The next operation was to mark the hole to drill for the canopy latch shaft. After lining up various marks and drawing an X where the center of the latch hole was, I was ready. I tried drilling in a scrap piece of plexi first to make sure my intended procedure worked. I drilled a #40 hole first, enlarged with a 3/16 plexi drill and went out to 3/4 with a unibit. This worked well. I place the canopy up on the frame and dropped the hole over the latch spigot.
I was very disappointed to see that the canopy frame did not even closely match the canopy contour. About 3/4 of the way back, the plexi is over a 1/2 inch away from the frame! I'm not impressed! Anyway, now having the canopy sit against the frame at the front allows you to gauge the height of the windscreen vs. the canopy edge. The best compromise was to raise my frame about .060 on the roller shafts. I C-clamped the roller shafts to the frame spigots and drilled for the -3 bolts. It is not possible to do this step accurately until you have drilled the latch hole. I taped the windscreen in position to check the gap with the canopy at the frame.

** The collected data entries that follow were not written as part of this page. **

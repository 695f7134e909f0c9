//! Shared key-value store client.
//!
//! One multiplexed connection cloned per use. All cross-replica
//! coordination (rate windows, the spend queue and its lease, deployment
//! cache entries) goes through here; process memory holds no locks.

mod keys;

pub use keys::CacheKeys;
use redis::{AsyncCommands, aio::MultiplexedConnection};
use thiserror::Error;

use crate::config::RedisConfig;

#[derive(Debug, Error)]
pub enum CacheError {
    #[error("Redis error: {0}")]
    Redis(#[from] redis::RedisError),
}

pub type CacheResult<T> = Result<T, CacheError>;

#[derive(Clone)]
pub struct Cache {
    conn: MultiplexedConnection,
}

impl Cache {
    pub async fn connect(config: &RedisConfig) -> CacheResult<Self> {
        let client = redis::Client::open(config.url())?;
        let conn = client.get_multiplexed_async_connection().await?;
        Ok(Self { conn })
    }

    pub async fn get_string(&self, key: &str) -> CacheResult<Option<String>> {
        let mut conn = self.conn.clone();
        Ok(conn.get(key).await?)
    }

    pub async fn set_string(&self, key: &str, value: &str, ttl_secs: u64) -> CacheResult<()> {
        let mut conn = self.conn.clone();
        let _: () = conn.set_ex(key, value, ttl_secs).await?;
        Ok(())
    }

    /// SCAN + DEL over a glob pattern. Returns the number of keys removed.
    pub async fn delete_pattern(&self, pattern: &str) -> CacheResult<u64> {
        let mut conn = self.conn.clone();
        let mut cursor: u64 = 0;
        let mut removed: u64 = 0;
        loop {
            let (next, keys): (u64, Vec<String>) = redis::cmd("SCAN")
                .arg(cursor)
                .arg("MATCH")
                .arg(pattern)
                .arg("COUNT")
                .arg(200)
                .query_async(&mut conn)
                .await?;
            if !keys.is_empty() {
                let deleted: u64 = conn.del(&keys).await?;
                removed += deleted;
            }
            cursor = next;
            if cursor == 0 {
                break;
            }
        }
        Ok(removed)
    }

    /// One round trip for the sliding-window limiter: read the previous
    /// window, increment the current one, refresh its TTL. The INCR is the
    /// authoritative write; atomicity across the three is not required.
    pub async fn window_read_and_incr(
        &self,
        prev_key: &str,
        curr_key: &str,
        ttl_secs: i64,
    ) -> CacheResult<(i64, i64)> {
        let mut conn = self.conn.clone();
        let mut pipe = redis::pipe();
        pipe.get(prev_key);
        pipe.incr(curr_key, 1i64);
        pipe.expire(curr_key, ttl_secs).ignore();
        let (prev, curr): (Option<i64>, i64) = pipe.query_async(&mut conn).await?;
        Ok((prev.unwrap_or(0), curr))
    }

    /// Roll back a rejected rate-limit increment.
    pub async fn decr(&self, key: &str) -> CacheResult<()> {
        let mut conn = self.conn.clone();
        let _: i64 = conn.decr(key, 1i64).await?;
        Ok(())
    }

    pub async fn lpush(&self, key: &str, value: &str) -> CacheResult<()> {
        let mut conn = self.conn.clone();
        let _: i64 = conn.lpush(key, value).await?;
        Ok(())
    }

    pub async fn llen(&self, key: &str) -> CacheResult<i64> {
        let mut conn = self.conn.clone();
        Ok(conn.llen(key).await?)
    }

    /// Pop up to `count` values in one pipelined batch. Holes (queue ran
    /// dry mid-pipeline) are dropped.
    pub async fn rpop_batch(&self, key: &str, count: usize) -> CacheResult<Vec<String>> {
        if count == 0 {
            return Ok(Vec::new());
        }
        let mut conn = self.conn.clone();
        let mut pipe = redis::pipe();
        for _ in 0..count {
            pipe.rpop(key, None);
        }
        let popped: Vec<Option<String>> = pipe.query_async(&mut conn).await?;
        Ok(popped.into_iter().flatten().collect())
    }

    /// `SET key value PX ttl NX`: the distributed drain lease.
    pub async fn try_lock(&self, key: &str, ttl_ms: u64) -> CacheResult<bool> {
        let mut conn = self.conn.clone();
        let acquired: Option<String> = redis::cmd("SET")
            .arg(key)
            .arg("locked")
            .arg("PX")
            .arg(ttl_ms)
            .arg("NX")
            .query_async(&mut conn)
            .await?;
        Ok(acquired.is_some())
    }

    pub async fn unlock(&self, key: &str) -> CacheResult<()> {
        let mut conn = self.conn.clone();
        let _: i64 = conn.del(key).await?;
        Ok(())
    }
}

I decided that it was time to cut the notch in the top, front skin for the windscreen to dog through. The plans and manual are vague here again. I marked carefully and drilled the 1 inch hole and cut the slots. I then marked the windscreen for cutting so it would go through the slot. I tried in in the slots. It seemed to fit ok. I then trimmed the forward edges of the windscreen, rounding them in a smooth arc. I'd be very careful here not to cut too much off, forward of the slot or you could have a big gap between the skin and the windscreen.
I spent several hours shaping and smoothing the edges of the windscreen with a coarse bastard file. I radiused the edges witha fine rat tail file, then sanded with fine emery paper and then 320 grit aluminum oxide paper. The windscreen was taped in place at the front. I ran a strip of black electrical tape along the roll bar to indicate the contact point with the plexiglass. As you press down on th plexi, you can see the contact line. I marked 4 inch spacing along this line and started drilling #40 holes and clecoing from the center out.
I clamped the canopy in place after careful alignment and marked the contact points and hole spacing. I used a string to find the center tube centerline because the tube was not even close to the plexi here.
Drilled #40 holes and clecoed. One tip on drilling, put the drill over your mark and hand turn chuck a couple of turns before powering up the drill on each hole. This prevents the bit from slipping across the plexi. Note the gap in the clecos along the top of the canopy. This is where the gap between the tube and canopy was too great. I plan to drill these holes when I can get the assembly on the ground to ensure that the drill is perpendicular to the canopy so that the holes end up in the center of the tube. This is too difficult leaning over the aircraft from one side. I plan to use rubber tubing to space the canopy off the frame and stainless 4-40 flat head machine screws in this area.
Once I had everything clecoed, I ran a marker around the rear tube inside the plexi to mark the final cut. I also ran a strip of masking tape about 1/16 above the top of the bottom horizontal canopy frame tubes to mark the position of that final cut.
I taped bubble wrap to the canopy for protection during the cutting, filing and sand processes. After cutting the trailing edge of the canopy to my mark with the abrasive wheel, I stood the canopy up on its front edge for trimming the sides.
I used the coarse bastard file to smooth the edges and then sanded with fine emery and then 320 paper. The worst is now done (I think). I mounted it back on the aircraft for safekeeping until the next step.
I cut the notches in the inner side skirts to clear the fore and aft canopy bow tubes.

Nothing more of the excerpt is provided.